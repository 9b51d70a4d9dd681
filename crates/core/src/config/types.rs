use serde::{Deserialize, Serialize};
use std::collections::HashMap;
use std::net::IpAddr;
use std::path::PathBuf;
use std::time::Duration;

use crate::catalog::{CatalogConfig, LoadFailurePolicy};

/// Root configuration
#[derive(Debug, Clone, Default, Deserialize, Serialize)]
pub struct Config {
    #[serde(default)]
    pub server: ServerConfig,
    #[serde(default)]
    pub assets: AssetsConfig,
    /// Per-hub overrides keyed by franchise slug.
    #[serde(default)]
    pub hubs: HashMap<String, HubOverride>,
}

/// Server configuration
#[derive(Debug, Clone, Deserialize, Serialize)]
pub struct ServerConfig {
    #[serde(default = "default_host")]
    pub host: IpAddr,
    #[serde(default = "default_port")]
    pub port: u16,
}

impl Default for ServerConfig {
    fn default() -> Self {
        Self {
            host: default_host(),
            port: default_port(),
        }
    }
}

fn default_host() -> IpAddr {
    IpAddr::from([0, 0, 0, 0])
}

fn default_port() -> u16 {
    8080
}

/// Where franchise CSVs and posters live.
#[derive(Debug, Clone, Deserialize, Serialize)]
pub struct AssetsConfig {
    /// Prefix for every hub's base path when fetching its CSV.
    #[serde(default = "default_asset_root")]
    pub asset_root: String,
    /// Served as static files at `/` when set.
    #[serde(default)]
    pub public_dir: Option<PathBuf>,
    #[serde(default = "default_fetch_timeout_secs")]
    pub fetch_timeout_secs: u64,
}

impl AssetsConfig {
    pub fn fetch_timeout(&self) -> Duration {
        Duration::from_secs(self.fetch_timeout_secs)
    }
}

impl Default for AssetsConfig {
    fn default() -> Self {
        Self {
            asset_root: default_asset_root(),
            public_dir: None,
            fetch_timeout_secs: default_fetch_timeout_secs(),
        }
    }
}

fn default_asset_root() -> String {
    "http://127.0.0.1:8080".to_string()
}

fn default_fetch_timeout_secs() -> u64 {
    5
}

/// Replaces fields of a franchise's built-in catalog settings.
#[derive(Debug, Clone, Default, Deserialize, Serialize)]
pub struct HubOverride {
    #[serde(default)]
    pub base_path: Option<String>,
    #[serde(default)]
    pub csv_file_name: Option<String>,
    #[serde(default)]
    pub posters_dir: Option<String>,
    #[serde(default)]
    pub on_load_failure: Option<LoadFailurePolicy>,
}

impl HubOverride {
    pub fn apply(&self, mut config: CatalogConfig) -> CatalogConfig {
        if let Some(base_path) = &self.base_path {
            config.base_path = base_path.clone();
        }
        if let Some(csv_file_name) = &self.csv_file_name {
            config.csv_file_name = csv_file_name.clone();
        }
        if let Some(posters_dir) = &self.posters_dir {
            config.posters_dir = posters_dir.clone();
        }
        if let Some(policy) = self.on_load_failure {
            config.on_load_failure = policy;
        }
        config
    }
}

============================================================

[TASK PROMPT]: Reproduce the lines of the entries above exactly, but only from the line containing "if let Some(policy)" through the final line.

[FINISHED TASK]:
        if let Some(policy) = self.on_load_failure {
            config.on_load_failure = policy;
        }
        config
    }
}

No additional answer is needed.